--- PROBLEM DESCRIPTION ---
Only the lines that hold "embedded" should be in the answer, each copied from the data below.

--- Saved entries ---
──────

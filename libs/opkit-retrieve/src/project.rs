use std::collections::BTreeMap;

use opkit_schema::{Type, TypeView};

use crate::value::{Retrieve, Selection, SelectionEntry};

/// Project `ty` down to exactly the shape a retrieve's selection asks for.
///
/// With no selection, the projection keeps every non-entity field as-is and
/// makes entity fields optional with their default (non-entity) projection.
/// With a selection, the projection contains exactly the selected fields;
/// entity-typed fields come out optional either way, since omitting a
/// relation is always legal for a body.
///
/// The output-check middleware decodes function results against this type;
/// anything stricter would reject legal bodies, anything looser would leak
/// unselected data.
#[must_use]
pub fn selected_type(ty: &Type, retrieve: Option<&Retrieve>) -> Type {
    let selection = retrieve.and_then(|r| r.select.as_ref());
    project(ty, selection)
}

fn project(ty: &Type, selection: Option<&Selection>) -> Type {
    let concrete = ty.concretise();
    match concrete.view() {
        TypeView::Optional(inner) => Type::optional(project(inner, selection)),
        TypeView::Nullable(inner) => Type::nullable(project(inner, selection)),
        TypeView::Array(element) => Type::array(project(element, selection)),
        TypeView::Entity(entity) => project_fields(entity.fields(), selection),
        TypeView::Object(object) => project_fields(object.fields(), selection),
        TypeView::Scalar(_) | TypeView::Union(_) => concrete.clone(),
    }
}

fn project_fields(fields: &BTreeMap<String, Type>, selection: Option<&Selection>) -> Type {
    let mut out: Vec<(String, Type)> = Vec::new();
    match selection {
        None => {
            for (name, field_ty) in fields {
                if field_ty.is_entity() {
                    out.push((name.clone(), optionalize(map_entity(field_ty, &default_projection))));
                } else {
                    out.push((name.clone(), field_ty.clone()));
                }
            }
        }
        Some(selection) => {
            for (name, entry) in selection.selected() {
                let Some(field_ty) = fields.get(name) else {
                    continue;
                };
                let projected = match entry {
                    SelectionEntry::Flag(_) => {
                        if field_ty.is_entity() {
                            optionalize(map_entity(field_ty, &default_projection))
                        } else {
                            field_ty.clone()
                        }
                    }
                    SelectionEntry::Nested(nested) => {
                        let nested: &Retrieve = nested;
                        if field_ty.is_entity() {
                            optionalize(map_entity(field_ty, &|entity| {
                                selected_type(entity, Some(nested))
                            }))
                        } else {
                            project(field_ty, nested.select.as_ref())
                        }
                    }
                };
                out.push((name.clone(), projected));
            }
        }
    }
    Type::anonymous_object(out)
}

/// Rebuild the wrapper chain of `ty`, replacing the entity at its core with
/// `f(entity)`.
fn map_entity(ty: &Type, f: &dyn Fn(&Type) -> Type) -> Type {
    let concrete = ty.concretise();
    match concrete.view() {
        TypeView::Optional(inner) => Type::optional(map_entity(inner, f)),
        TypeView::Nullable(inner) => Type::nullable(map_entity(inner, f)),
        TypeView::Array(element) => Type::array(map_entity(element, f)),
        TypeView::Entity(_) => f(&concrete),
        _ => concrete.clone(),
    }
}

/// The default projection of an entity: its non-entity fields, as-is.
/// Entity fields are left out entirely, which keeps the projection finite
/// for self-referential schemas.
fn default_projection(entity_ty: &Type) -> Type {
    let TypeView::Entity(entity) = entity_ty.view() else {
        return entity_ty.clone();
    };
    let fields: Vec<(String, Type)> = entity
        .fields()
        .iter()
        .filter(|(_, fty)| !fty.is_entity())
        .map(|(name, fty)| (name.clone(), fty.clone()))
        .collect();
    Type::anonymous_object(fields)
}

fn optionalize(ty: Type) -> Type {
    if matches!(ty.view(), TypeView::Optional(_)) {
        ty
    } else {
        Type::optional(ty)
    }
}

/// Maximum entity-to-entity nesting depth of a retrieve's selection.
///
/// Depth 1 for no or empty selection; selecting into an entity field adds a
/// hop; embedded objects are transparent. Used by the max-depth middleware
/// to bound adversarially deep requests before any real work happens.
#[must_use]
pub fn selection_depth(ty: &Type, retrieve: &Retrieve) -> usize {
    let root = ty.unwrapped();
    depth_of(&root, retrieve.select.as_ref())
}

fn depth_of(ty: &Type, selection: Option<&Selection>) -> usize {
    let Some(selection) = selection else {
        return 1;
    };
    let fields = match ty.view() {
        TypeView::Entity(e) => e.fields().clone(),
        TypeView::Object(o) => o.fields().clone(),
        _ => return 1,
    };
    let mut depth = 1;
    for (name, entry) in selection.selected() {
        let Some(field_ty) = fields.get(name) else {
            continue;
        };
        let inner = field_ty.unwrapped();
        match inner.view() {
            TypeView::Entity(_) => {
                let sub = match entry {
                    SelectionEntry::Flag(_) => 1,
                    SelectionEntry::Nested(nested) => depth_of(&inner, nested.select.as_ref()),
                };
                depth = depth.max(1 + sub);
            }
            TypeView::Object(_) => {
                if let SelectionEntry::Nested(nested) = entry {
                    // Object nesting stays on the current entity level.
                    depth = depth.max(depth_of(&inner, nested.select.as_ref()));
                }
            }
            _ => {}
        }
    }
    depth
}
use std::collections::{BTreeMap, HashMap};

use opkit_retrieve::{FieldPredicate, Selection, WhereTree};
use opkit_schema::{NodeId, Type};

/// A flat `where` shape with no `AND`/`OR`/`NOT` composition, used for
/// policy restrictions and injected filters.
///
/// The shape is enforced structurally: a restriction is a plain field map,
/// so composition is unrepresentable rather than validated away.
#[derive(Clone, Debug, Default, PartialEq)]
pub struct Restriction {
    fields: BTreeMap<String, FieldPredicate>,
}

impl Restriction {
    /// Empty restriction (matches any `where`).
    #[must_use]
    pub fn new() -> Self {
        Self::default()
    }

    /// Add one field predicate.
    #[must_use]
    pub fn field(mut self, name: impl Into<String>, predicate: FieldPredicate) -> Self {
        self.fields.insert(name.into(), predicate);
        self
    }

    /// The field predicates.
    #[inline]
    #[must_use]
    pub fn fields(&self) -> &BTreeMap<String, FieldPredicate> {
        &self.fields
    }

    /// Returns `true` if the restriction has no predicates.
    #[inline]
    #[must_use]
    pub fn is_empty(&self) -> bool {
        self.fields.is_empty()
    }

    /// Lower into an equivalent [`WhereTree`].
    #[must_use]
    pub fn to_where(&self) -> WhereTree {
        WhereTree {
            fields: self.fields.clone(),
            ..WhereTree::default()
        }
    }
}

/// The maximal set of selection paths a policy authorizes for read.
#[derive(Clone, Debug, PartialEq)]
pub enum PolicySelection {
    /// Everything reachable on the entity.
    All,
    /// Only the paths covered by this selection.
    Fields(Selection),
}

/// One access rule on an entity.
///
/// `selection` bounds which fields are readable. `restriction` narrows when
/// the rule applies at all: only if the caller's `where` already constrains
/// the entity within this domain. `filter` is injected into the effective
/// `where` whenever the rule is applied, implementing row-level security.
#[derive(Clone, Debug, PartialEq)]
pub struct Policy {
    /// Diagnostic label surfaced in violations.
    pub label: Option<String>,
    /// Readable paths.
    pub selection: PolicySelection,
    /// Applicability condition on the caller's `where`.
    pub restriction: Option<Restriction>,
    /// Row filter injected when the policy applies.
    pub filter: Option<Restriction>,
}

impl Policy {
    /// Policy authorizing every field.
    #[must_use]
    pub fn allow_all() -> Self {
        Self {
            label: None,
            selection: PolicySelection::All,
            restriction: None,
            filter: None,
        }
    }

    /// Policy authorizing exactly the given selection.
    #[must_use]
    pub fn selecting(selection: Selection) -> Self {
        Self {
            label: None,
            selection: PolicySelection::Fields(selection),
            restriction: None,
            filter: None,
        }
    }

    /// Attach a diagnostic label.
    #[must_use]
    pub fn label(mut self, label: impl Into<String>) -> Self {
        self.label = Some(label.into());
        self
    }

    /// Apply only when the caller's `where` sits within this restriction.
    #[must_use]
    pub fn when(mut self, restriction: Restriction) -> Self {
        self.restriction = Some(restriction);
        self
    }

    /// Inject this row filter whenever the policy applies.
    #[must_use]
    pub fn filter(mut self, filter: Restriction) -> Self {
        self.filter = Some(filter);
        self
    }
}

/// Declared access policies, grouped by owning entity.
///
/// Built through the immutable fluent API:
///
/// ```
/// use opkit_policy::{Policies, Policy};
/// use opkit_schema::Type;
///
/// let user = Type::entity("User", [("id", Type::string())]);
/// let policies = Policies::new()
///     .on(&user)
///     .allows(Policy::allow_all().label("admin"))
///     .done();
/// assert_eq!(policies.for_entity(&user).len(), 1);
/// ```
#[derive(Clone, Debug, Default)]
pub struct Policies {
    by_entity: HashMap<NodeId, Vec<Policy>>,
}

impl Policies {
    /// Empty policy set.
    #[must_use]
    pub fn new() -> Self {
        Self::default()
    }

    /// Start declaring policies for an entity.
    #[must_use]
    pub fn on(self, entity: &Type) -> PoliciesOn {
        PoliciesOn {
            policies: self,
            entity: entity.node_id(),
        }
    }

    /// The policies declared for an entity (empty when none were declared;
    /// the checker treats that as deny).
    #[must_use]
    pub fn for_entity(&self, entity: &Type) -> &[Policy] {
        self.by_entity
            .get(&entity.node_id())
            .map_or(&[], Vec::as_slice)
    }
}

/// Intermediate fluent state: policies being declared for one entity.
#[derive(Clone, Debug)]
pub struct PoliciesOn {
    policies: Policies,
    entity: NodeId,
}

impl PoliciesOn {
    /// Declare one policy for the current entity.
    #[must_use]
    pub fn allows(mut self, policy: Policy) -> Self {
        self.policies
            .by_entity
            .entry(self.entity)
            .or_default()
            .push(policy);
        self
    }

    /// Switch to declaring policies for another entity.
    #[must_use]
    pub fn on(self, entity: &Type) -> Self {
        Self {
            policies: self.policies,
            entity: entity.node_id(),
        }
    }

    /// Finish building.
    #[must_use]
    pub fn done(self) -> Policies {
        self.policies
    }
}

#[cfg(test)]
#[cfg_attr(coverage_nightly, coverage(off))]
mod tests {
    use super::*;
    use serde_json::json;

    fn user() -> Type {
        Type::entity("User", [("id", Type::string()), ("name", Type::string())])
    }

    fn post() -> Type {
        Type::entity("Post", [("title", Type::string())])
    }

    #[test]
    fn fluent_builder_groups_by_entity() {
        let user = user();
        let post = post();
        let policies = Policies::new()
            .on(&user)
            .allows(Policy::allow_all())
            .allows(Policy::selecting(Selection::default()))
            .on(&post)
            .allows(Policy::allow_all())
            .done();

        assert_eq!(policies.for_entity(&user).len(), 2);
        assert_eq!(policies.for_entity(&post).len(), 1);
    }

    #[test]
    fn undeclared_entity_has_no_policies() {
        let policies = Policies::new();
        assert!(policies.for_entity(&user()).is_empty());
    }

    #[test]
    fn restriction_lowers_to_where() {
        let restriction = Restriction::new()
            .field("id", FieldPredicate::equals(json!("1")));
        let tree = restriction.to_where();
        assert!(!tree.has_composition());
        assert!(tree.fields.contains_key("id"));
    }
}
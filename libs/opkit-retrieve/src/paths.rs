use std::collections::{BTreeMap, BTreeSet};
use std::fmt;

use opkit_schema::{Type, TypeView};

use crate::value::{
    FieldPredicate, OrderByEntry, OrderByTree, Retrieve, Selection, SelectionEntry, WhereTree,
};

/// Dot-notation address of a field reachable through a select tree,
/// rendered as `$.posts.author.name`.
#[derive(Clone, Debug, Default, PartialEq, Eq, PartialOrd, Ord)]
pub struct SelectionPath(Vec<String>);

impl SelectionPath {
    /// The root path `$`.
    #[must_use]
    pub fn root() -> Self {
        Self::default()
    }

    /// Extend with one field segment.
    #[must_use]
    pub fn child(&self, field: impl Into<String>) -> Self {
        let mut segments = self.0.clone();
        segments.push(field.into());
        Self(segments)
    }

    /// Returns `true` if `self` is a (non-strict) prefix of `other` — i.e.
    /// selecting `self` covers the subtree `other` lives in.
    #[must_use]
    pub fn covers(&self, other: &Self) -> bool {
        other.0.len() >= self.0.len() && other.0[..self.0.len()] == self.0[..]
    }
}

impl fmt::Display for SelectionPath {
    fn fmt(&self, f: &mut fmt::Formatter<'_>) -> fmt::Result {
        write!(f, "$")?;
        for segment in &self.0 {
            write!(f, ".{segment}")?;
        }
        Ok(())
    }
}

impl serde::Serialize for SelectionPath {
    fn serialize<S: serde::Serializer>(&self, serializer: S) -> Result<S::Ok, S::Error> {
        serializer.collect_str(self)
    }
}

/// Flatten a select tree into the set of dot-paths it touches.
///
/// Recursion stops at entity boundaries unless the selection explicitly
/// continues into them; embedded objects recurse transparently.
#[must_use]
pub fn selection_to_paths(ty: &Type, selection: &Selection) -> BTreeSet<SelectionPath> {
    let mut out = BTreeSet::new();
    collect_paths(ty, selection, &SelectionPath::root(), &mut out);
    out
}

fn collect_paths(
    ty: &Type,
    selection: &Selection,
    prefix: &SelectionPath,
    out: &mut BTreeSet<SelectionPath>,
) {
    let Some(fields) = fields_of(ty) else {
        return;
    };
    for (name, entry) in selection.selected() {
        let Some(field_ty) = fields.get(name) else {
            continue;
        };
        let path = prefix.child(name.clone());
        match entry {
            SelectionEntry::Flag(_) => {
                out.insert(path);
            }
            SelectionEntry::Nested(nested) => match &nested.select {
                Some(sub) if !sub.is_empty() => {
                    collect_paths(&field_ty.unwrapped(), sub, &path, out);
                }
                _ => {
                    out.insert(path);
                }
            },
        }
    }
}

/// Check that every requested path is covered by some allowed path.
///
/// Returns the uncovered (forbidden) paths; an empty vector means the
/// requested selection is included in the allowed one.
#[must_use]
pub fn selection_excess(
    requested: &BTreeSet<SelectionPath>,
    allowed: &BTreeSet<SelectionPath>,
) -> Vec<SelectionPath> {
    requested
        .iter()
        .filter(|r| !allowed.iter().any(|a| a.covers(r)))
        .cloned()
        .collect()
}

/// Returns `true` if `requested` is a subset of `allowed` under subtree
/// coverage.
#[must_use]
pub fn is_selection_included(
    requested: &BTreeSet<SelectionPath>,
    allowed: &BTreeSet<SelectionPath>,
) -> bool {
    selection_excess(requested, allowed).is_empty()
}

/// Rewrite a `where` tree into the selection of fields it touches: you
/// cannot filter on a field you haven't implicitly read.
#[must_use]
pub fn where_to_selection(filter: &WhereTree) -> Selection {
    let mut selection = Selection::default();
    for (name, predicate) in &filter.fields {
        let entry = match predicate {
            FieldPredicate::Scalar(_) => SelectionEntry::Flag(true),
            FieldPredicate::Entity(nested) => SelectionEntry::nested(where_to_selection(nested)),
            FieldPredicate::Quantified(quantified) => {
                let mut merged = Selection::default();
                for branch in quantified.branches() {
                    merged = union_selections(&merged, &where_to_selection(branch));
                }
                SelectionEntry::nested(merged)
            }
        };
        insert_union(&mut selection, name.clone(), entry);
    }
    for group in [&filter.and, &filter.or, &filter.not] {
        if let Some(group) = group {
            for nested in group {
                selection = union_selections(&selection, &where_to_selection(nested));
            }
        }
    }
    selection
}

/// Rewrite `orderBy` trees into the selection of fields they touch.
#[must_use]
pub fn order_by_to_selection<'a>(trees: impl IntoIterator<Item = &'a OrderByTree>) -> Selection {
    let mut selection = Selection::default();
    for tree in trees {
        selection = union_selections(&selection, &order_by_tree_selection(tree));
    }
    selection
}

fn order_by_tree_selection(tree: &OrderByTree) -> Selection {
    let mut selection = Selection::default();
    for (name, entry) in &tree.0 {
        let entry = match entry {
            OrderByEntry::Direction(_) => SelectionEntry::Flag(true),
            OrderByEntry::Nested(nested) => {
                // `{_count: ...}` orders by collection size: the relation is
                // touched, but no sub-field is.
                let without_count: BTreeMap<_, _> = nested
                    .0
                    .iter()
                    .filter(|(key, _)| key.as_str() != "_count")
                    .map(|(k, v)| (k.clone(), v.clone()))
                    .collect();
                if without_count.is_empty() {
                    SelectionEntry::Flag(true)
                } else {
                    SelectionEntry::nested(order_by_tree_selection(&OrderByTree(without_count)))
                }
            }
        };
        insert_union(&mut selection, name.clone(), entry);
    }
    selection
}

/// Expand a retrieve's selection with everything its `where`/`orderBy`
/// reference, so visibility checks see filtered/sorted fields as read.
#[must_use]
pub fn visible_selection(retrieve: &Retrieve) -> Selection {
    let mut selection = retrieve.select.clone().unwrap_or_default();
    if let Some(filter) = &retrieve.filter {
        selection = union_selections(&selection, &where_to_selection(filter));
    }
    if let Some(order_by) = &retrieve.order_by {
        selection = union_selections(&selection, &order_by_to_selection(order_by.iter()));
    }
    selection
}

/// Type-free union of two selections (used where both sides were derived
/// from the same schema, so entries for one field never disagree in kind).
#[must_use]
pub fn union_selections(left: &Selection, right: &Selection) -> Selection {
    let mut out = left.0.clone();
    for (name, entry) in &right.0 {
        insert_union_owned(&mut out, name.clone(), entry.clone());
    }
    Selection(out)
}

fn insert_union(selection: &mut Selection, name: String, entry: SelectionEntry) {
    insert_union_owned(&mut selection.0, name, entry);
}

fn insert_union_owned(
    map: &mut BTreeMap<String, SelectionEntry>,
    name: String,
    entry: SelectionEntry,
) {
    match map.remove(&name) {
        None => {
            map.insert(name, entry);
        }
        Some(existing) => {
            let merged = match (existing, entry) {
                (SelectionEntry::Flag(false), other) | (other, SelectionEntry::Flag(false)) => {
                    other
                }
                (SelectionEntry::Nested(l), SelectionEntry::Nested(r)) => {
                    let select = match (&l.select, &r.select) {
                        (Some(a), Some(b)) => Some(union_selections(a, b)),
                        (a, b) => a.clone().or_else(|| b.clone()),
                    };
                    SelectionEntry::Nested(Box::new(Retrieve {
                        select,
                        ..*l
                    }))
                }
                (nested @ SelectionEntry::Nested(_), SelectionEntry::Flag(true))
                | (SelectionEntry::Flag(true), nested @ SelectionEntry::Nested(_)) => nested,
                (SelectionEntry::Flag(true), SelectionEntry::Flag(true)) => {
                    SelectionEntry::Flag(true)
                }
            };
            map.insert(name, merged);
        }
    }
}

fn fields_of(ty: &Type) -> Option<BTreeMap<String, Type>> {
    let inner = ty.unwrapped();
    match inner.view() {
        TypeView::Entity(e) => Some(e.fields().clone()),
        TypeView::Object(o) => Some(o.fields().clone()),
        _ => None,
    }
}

──────

--- FINAL ANSWER ---
/// hop; embedded objects are transparent. Used by the max-depth middleware
/// continues into them; embedded objects recurse transparently.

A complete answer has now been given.